- **What to produce**
Within the records, find every line that includes the word "names" and copy it.

Saved data entries:
▼

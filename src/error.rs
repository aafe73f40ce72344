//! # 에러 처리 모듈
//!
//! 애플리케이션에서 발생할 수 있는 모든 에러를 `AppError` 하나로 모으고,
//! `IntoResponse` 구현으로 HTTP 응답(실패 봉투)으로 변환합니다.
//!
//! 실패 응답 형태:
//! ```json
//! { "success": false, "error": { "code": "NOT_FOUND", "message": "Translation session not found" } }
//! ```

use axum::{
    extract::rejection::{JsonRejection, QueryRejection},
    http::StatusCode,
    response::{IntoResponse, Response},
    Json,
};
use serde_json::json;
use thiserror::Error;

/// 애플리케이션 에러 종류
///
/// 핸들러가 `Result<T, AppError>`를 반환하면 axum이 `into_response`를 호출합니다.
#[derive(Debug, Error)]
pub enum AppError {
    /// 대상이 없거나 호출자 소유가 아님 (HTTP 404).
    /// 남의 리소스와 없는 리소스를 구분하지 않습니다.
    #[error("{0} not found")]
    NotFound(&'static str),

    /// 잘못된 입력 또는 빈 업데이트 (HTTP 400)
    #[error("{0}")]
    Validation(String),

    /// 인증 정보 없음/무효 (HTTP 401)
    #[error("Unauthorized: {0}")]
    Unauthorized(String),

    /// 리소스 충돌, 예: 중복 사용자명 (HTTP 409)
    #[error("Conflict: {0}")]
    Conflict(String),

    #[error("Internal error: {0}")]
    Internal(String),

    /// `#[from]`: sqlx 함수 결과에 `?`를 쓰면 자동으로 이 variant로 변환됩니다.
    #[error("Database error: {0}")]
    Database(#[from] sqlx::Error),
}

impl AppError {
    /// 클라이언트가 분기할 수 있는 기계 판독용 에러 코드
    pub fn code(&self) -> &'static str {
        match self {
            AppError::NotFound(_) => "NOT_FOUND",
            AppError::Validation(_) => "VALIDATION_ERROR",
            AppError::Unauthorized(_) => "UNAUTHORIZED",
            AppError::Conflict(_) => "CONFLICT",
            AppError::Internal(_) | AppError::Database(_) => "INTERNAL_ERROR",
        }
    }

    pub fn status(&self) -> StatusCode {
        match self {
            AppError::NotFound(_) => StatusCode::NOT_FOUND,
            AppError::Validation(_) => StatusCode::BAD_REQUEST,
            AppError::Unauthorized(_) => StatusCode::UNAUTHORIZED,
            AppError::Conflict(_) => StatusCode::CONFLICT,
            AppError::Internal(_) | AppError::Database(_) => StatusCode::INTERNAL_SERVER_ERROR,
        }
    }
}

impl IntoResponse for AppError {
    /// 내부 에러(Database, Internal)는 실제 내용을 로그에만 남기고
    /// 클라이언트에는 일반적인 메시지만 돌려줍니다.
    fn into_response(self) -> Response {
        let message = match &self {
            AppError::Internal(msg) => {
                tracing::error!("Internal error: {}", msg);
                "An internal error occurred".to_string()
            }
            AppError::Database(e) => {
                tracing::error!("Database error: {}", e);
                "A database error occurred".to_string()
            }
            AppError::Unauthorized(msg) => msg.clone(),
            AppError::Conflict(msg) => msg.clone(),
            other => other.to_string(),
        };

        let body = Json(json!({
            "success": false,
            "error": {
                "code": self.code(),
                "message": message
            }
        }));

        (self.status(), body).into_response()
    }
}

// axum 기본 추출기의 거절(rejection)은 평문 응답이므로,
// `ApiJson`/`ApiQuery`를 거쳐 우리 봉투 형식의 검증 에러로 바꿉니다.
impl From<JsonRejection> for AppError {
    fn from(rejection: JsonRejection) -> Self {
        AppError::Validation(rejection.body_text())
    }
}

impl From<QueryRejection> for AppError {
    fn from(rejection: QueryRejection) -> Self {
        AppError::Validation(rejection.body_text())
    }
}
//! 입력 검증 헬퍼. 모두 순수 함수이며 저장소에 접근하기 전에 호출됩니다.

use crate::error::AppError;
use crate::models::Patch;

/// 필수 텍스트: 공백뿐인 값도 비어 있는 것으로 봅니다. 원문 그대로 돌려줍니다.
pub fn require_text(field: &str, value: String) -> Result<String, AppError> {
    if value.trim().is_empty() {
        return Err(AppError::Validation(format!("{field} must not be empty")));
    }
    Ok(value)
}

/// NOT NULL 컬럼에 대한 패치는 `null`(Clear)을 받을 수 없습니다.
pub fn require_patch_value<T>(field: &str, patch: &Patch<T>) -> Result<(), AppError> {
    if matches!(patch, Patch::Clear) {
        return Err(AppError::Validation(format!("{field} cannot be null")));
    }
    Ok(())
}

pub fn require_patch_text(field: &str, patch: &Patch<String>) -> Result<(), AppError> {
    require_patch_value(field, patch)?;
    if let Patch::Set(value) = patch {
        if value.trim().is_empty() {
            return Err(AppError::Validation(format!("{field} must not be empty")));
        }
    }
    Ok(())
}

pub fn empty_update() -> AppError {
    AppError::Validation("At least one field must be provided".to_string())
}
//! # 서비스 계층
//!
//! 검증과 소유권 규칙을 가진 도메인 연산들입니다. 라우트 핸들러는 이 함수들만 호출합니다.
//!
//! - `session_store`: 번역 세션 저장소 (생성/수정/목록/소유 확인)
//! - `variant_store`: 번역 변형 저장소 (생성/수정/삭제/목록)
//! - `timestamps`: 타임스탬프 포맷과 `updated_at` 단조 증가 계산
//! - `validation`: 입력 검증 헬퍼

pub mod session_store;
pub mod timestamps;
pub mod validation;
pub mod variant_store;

▲
▼

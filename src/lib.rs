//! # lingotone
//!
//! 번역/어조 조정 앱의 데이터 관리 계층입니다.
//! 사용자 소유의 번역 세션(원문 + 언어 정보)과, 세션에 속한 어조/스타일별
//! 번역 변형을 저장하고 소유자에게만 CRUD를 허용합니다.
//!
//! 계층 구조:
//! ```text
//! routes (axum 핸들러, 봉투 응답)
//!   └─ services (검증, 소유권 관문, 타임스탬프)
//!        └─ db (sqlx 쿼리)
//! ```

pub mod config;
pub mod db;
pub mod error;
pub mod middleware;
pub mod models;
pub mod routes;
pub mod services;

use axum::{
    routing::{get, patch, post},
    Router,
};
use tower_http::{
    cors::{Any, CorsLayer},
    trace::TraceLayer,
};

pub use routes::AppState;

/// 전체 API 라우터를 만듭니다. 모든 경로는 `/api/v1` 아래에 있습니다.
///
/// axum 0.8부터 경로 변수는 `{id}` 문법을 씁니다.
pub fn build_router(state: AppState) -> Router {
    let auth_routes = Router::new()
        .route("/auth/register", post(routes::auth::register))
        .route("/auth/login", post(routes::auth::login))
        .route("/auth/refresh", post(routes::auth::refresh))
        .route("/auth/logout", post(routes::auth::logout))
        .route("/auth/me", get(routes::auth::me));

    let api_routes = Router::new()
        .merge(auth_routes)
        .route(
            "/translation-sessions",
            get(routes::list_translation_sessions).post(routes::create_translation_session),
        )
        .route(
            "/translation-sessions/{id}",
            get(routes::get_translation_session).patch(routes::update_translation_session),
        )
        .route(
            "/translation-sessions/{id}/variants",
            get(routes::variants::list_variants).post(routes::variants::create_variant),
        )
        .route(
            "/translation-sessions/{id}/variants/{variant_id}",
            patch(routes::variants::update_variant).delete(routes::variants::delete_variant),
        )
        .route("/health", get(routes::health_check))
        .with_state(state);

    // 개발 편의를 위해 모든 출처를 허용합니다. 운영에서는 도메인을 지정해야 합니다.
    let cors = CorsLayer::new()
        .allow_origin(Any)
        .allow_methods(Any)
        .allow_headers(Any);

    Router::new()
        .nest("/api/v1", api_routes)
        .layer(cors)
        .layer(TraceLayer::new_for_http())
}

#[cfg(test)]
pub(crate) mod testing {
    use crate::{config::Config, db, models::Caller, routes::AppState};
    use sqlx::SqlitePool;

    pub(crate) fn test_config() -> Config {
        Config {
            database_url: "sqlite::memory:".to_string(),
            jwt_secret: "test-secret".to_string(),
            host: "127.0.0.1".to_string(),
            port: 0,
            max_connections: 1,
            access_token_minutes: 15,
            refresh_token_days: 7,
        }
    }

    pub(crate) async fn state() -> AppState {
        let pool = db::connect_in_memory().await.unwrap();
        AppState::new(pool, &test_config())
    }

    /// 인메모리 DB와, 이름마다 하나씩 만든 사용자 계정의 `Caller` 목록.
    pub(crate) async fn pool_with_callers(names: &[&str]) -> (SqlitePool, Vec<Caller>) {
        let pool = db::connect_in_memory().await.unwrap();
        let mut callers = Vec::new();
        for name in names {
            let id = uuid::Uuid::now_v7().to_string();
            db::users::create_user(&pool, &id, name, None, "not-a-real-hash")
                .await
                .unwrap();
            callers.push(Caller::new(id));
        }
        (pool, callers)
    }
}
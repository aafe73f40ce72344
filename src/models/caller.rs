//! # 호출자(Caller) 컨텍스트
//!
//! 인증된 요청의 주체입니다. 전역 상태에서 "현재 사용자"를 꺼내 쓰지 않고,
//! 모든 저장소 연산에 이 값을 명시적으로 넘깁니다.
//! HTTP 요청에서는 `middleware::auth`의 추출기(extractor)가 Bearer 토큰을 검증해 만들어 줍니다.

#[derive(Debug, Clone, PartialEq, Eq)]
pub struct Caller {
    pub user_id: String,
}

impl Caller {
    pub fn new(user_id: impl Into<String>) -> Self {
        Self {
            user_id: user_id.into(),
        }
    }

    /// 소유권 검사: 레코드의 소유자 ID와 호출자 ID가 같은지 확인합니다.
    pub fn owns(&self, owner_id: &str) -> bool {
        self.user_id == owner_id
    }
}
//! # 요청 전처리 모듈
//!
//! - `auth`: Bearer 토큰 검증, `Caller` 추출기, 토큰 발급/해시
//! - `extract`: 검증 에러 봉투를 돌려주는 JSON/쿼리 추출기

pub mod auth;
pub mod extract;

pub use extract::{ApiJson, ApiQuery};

▲

- **Reply**
    pub(crate) async fn pool_with_callers(names: &[&str]) -> (SqlitePool, Vec<Caller>) {
        for name in names {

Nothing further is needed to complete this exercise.